ExpireSnapshots should
+       // treat missing parents as the end of the chain rather than returning 
an error.
+
+       fs := iceio.LocalFS{}
+
+       files := make([]string, 0)
+       for i := range 5 {
+               filePath := 
fmt.Sprintf("%s/expire_with_missing_parent_v%d/data-%d.parquet", t.location, 
t.formatVersion, i)
+               t.writeParquet(fs, filePath, t.arrTablePromotedTypes)
+               files = append(files, filePath)
+       }
+
+       ident := table.Identifier{"default", "expire_with_missing_parent_v" + 
strconv.Itoa(t.formatVersion)}
+       meta, err := table.NewMetadata(t.tableSchemaPromotedTypes, 
iceberg.UnpartitionedSpec,
+               table.UnsortedSortOrder, t.location, 
iceberg.Properties{table.PropertyFormatVersion: strconv.Itoa(t.formatVersion)})
+       t.Require().NoError(err)
+
+       ctx := context.Background()
+
+       tbl := table.New(
+               ident,
+               meta,
+               t.getMetadataLoc(),
+               func(ctx context.Context) (iceio.IO, error) {
+                       return fs, nil
+               },
+               &mockedCatalog{meta},
+       )
+
+       // Create 5 snapshots, each one with a parent pointing to the previous
+       for i := range 5 {
+               tx := tbl.NewTransaction()
+               t.Require().NoError(tx.AddFiles(ctx, files[i:i+1], nil, false))
+               tbl, err = tx.Commit(ctx)
+               t.Require().NoError(err)
+       }
+
+       t.Require().Equal(5, len(tbl.Metadata().Snapshots()))
+
+       // Get the snapshot IDs before expiration
+       snapshotsBeforeExpire := tbl.Metadata().Snapshots()
+       snapshot3ID := snapshotsBeforeExpire[2].SnapshotID
+       snapshot4ID := snapshotsBeforeExpire[3].SnapshotID
+
+       // Expire the first 3 snapshots, keeping only the last 2
+       tx := tbl.NewTransaction()
+       t.Require().NoError(tx.ExpireSnapshots(table.WithOlderThan(0), 
table.WithRetainLast(2)))
+       tbl, err = tx.Commit(ctx)
+       t.Require().NoError(err)
+       t.Require().Equal(2, len(tbl.Metadata().Snapshots()))
+
+       // Verify that the 4th snapshot's parent (snapshot 3) is no longer in 
the metadata
+       remainingSnapshots := tbl.Metadata().Snapshots()
+       var snapshot4 *table.Snapshot
+       for i := range remainingSnapshots {
+               if remainingSnapshots[i].SnapshotID == snapshot4ID {
+                       snapshot4 = &remainingSnapshots[i]
+
+                       break
+               }
+       }
+       t.Require().NotNil(snapshot4, "snapshot 4 should still exist")
+       t.Require().NotNil(snapshot4.ParentSnapshotID, "snapshot 4 should have 
a parent ID")
+       t.Require().Equal(snapshot3ID, *snapshot4.ParentSnapshotID, "snapshot 
4's parent should be snapshot 3")
+
+       // Verify snapshot 3 is no longer in the metadata
+       t.Nil(tbl.Metadata().SnapshotByID(snapshot3ID), "snapshot 3 should have 
been removed")
+
+       // At this point, the 4th snapshot has a parent-snapshot-id pointing to
+       // the 3rd snapshot which no longer exists.

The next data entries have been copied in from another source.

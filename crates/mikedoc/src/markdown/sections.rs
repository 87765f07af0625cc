//! Page fragments shared by the module and class pages

use super::{
    cell, class_page_basename, value_span, MarkdownRenderer,
    DEFAULT_INTRO_FOR_EXCEPTIONS_SECTION, MEMBER_DESC_LEN_ON_MODULE_PAGE, NO_DESCRIPTION,
    NO_DOCSTRING, NO_INHERITANCE,
};
use crate::class::{ClassDescriptor, ClassMemberKind};
use crate::diagnostics::DocResult;
use crate::docstring::ParsedDocstring;
use crate::hyphen_list::HyphenatedList;
use crate::module::ModuleDescriptor;
use crate::reflection::BaseRef;
use crate::utils::paths::{build_api_url, build_src_url, package_name};
use crate::utils::text::{escape_emphasis, short_description, urlify_section_title};
use serde_json::json;

/// Shown in place of a signature the adapter could not provide
const UNKNOWN_SIGNATURE: &str = "(...)";

impl MarkdownRenderer {
    /// Navigation header of the overview page
    pub(super) fn header_div_1(&self, module_name: &str) -> DocResult<String> {
        self.render(
            "header_div_1",
            &json!({
                "project_name": escape_emphasis(&self.context.project_name),
                "project_url": self.context.project_url,
                "home_url": build_api_url(&self.context.api_dir, None, "README.md"),
                "src_url": build_src_url(&self.context.pkg_dir, module_name),
            }),
        )
    }

    /// Navigation header of the module sub-pages, linking the overview
    pub(super) fn header_div_2(&self, module_name: &str) -> DocResult<String> {
        self.render(
            "header_div_2",
            &json!({
                "project_name": escape_emphasis(&self.context.project_name),
                "project_url": self.context.project_url,
                "home_url": build_api_url(&self.context.api_dir, None, "README.md"),
                "api_url": self.module_url(module_name, "README.md"),
                "src_url": build_src_url(&self.context.pkg_dir, module_name),
            }),
        )
    }

    pub(super) fn fields_section(&self, module: &ModuleDescriptor<'_>) -> DocResult<Option<String>> {
        let fields = module.fields();
        if fields.is_empty() {
            return Ok(None);
        }

        let mut contents = Vec::with_capacity(fields.len());
        for field in fields {
            contents.push(self.field_line(&field.name, field.value())?);
        }

        self.render(
            "all_fields_section",
            &json!({
                "fields_page_url": self.module_url(&module.name, "fields.md"),
                "contents": contents.join("\n"),
                "back_to_top": self.back_to_top()?,
            }),
        )
        .map(Some)
    }

    pub(super) fn funcs_section(&self, module: &ModuleDescriptor<'_>) -> DocResult<Option<String>> {
        let funcs = module.callables();
        if funcs.is_empty() {
            return Ok(None);
        }

        let funcs_page_url = self.module_url(&module.name, "funcs.md");
        let mut contents = Vec::with_capacity(funcs.len());
        for func in funcs {
            let description = func.docstring.description_or(NO_DOCSTRING);
            contents.push(self.render(
                "func_line",
                &json!({
                    "name": escape_emphasis(&func.name),
                    "doc_url": format!("{}{}", funcs_page_url, urlify_section_title(&func.name)),
                    "short_description": short_description(description, MEMBER_DESC_LEN_ON_MODULE_PAGE),
                }),
            )?);
        }

        self.render(
            "all_functions_section",
            &json!({
                "funcs_page_url": funcs_page_url,
                "contents": contents.join("\n"),
                "back_to_top": self.back_to_top()?,
            }),
        )
        .map(Some)
    }

    pub(super) fn classes_section(&self, module: &ModuleDescriptor<'_>) -> DocResult<Option<String>> {
        let classes = module.classes();
        if classes.is_empty() {
            return Ok(None);
        }

        let mut contents = Vec::with_capacity(classes.len());
        for member in classes {
            let description = member.docstring.description_or(NO_DOCSTRING);
            let class_page_url = self.module_url(&module.name, &class_page_basename(&member.name));
            let sub_contents = match member.class() {
                Some(class) if class.is_enumeration() => self.enum_lines(class)?,
                Some(class) if class.is_record() => self.record_lines(class)?,
                Some(class) => self.class_member_lines(class, &class_page_url)?,
                None => String::new(),
            };

            contents.push(self.render(
                "class_section",
                &json!({
                    "name": escape_emphasis(&member.name),
                    "doc_url": class_page_url,
                    "short_description": short_description(description, MEMBER_DESC_LEN_ON_MODULE_PAGE),
                    "contents": sub_contents,
                }),
            )?);
        }

        self.render(
            "all_classes_section",
            &json!({
                "contents": contents.join("\n"),
                "back_to_top": self.back_to_top()?,
            }),
        )
        .map(Some)
    }

    /// One line per class member, constructor excluded
    fn class_member_lines(&self, class: &ClassDescriptor<'_>, class_page_url: &str) -> DocResult<String> {
        let mut lines = Vec::new();
        for member in class.members.iter().filter(|m| !m.is_constructor()) {
            let (anchor, kv_sign, description) = match member.kind {
                ClassMemberKind::Property(accessors) => (
                    urlify_section_title("Properties table"),
                    ";",
                    format!("_{}_", accessors.names().join(", ")),
                ),
                ClassMemberKind::Field => (
                    urlify_section_title("Fields table"),
                    " =",
                    value_span(member.symbol.value.as_deref()),
                ),
                ClassMemberKind::Method(_) => (
                    urlify_section_title(&member.name),
                    ":",
                    member.docstring.description_or(NO_DOCSTRING).to_string(),
                ),
            };

            lines.push(self.render(
                "class_member_line",
                &json!({
                    "name": escape_emphasis(&member.name),
                    "doc_url": format!("{}{}", class_page_url, anchor),
                    "kv_sign": kv_sign,
                    "short_description": short_description(&description, MEMBER_DESC_LEN_ON_MODULE_PAGE),
                }),
            )?);
        }
        Ok(lines.join("\n"))
    }

    fn enum_lines(&self, class: &ClassDescriptor<'_>) -> DocResult<String> {
        let mut lines = Vec::new();
        for constant in class.constants() {
            lines.push(self.field_line(&constant.name, Some(constant.value.as_str()))?);
        }
        Ok(lines.join("\n"))
    }

    fn record_lines(&self, class: &ClassDescriptor<'_>) -> DocResult<String> {
        let mut lines = Vec::new();
        for field in class.record_fields() {
            lines.push(self.render(
                "record_field_line",
                &json!({
                    "name": escape_emphasis(&field.name),
                    "description": field.doc.as_deref().unwrap_or(NO_DESCRIPTION),
                }),
            )?);
        }
        Ok(lines.join("\n"))
    }

    fn field_line(&self, name: &str, value: Option<&str>) -> DocResult<String> {
        self.render(
            "field_line",
            &json!({ "name": escape_emphasis(name), "value": value_span(value) }),
        )
    }

    /// Documentation section of one function or method
    pub(super) fn func_doc(
        &self,
        name: &str,
        docstring: &ParsedDocstring,
        signature: Option<&str>,
        decorator: Option<&str>,
    ) -> DocResult<String> {
        let mut contents = Vec::new();
        if let Some(params) = docstring.parameters() {
            contents.push(self.params_table(params)?);
        }
        if let Some(text) = docstring.returns() {
            contents.push(self.render("func_returns_line", &json!({ "text": text }))?);
        }
        if let Some(text) = docstring.yields() {
            contents.push(self.render("func_yields_line", &json!({ "text": text }))?);
        }
        if let Some(exceptions) = docstring.exceptions() {
            contents.push(self.exceptions_section(exceptions)?);
        }
        contents.push(self.back_to_top()?);

        self.render(
            "func_doc_section",
            &json!({
                "func_name_1": escape_emphasis(name),
                "func_name_2": name,
                "description": docstring.description_or(NO_DOCSTRING),
                "decorator": decorator.map(|d| format!("{}\n", d)).unwrap_or_default(),
                "signature": signature.unwrap_or(UNKNOWN_SIGNATURE),
                "contents": contents.join("\n\n"),
            }),
        )
    }

    /// Parameters table, preceded by the list intro when there is one
    fn params_table(&self, params: &HyphenatedList) -> DocResult<String> {
        let mut contents = Vec::new();
        if let Some(intro) = params.intro() {
            contents.push(intro.to_string());
        }

        let mut entries = Vec::new();
        for (key, value) in params.entries() {
            entries.push(self.table_row(&escape_emphasis(key), &cell(value))?);
        }
        contents.push(self.render("func_params_table", &json!({ "contents": entries.join("\n") }))?);

        Ok(contents.join("\n\n"))
    }

    /// Exceptions section, with a default intro when the list has none
    fn exceptions_section(&self, exceptions: &HyphenatedList) -> DocResult<String> {
        let intro = exceptions
            .intro()
            .unwrap_or(DEFAULT_INTRO_FOR_EXCEPTIONS_SECTION);

        let mut entries = Vec::new();
        for (key, value) in exceptions.entries() {
            entries.push(self.table_row(key, &cell(value))?);
        }
        let table = self.render(
            "func_exceptions_table",
            &json!({ "contents": entries.join("\n") }),
        )?;

        self.render(
            "func_exceptions_section",
            &json!({ "contents": format!("{}\n\n{}", intro, table) }),
        )
    }

    pub(super) fn class_fields_table(&self, class: &ClassDescriptor<'_>) -> DocResult<Option<String>> {
        let mut entries = Vec::new();
        for field in class.fields() {
            entries.push(self.table_row(
                &escape_emphasis(&field.name),
                &value_span(field.symbol.value.as_deref()),
            )?);
        }
        self.table_section("fields_exposed_in_class", entries)
    }

    pub(super) fn enum_fields_table(&self, class: &ClassDescriptor<'_>) -> DocResult<Option<String>> {
        let mut entries = Vec::new();
        for constant in class.constants() {
            entries.push(self.table_row(
                &escape_emphasis(&constant.name),
                &value_span(Some(constant.value.as_str())),
            )?);
        }
        self.table_section("fields_exposed_in_enum", entries)
    }

    pub(super) fn record_fields_table(&self, class: &ClassDescriptor<'_>) -> DocResult<Option<String>> {
        let mut entries = Vec::new();
        for field in class.record_fields() {
            let description = field.doc.as_deref().unwrap_or(NO_DESCRIPTION);
            entries.push(self.table_row(&escape_emphasis(&field.name), &cell(description))?);
        }
        self.table_section("fields_exposed_in_record", entries)
    }

    pub(super) fn properties_table(&self, class: &ClassDescriptor<'_>) -> DocResult<Option<String>> {
        let mut entries = Vec::new();
        for prop in class.properties() {
            let accessors = match prop.kind {
                ClassMemberKind::Property(accessors) => accessors.names().join(", "),
                _ => String::new(),
            };
            entries.push(self.render(
                "three_columns_table_entry",
                &json!({
                    "col1": escape_emphasis(&prop.name),
                    "col2": format!("_{}_", accessors),
                    "col3": cell(prop.docstring.description_or(NO_DOCSTRING)),
                }),
            )?);
        }
        self.table_section("properties_exposed_in_class", entries)
    }

    fn table_section(&self, template: &str, entries: Vec<String>) -> DocResult<Option<String>> {
        if entries.is_empty() {
            return Ok(None);
        }
        self.render(
            template,
            &json!({
                "contents": entries.join("\n"),
                "back_to_top": self.back_to_top()?,
            }),
        )
        .map(Some)
    }

    pub(super) fn methods_section(&self, class: &ClassDescriptor<'_>) -> DocResult<Option<String>> {
        let mut contents = Vec::new();
        let mut index = Vec::new();
        for method in class.methods() {
            contents.push(self.func_doc(
                &method.name,
                &method.docstring,
                method.signature,
                method.decorator(),
            )?);
            index.push(self.index_line(&method.name)?);
        }
        if contents.is_empty() {
            return Ok(None);
        }

        self.render(
            "methods_section",
            &json!({
                "index_of_methods": index.join("\n"),
                "contents": contents.join("\n\n"),
            }),
        )
        .map(Some)
    }

    /// Inheritance line: bases inside the project package become links to
    /// their class page, other bases are code spans
    pub(super) fn inheritance_segment(&self, bases: &[BaseRef<'_>]) -> DocResult<String> {
        if bases.is_empty() {
            return Ok(NO_INHERITANCE.to_string());
        }

        let project_package = package_name(&self.context.pkg_dir);
        let mut segments = Vec::with_capacity(bases.len());
        for base in bases {
            let dotted = base.display_name();
            let shown = escape_emphasis(&dotted.replace(".__init__.", "."));
            let top_level = dotted.split('.').next();

            match base.module() {
                Some(module) if top_level.is_some() && top_level == project_package => {
                    let url = build_api_url(
                        &self.context.api_dir,
                        Some(module.as_str()),
                        &class_page_basename(base.name()),
                    );
                    segments.push(format!("[{}]({})", shown, url));
                }
                _ => segments.push(format!("`{}`", shown)),
            }
        }

        Ok(segments.join(", "))
    }
}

Try to expire again - this
+       // should not fail even though the parent is missing. Use 
WithRetainLast(2)
+       // to force walking the full parent chain.
+       tx = tbl.NewTransaction()
+       // This should succeed without error despite the missing parent.
+       // WithRetainLast(2) will cause it to walk back through snapshot 4's 
parent chain,
+       // encountering the missing snapshot 3.
+       err = tx.ExpireSnapshots(table.WithOlderThan(0), 
table.WithRetainLast(2))
+       t.Require().NoError(err, "ExpireSnapshots should handle missing parent 
gracefully")
+
+       tbl, err = tx.Commit(ctx)
+       t.Require().NoError(err)
+       t.Require().Equal(2, len(tbl.Metadata().Snapshots()), "should still 
have 2 snapshots")
+}
+
 // validatingCatalog validates requirements before applying updates,
 // simulating real catalog behavior for concurrent modification tests.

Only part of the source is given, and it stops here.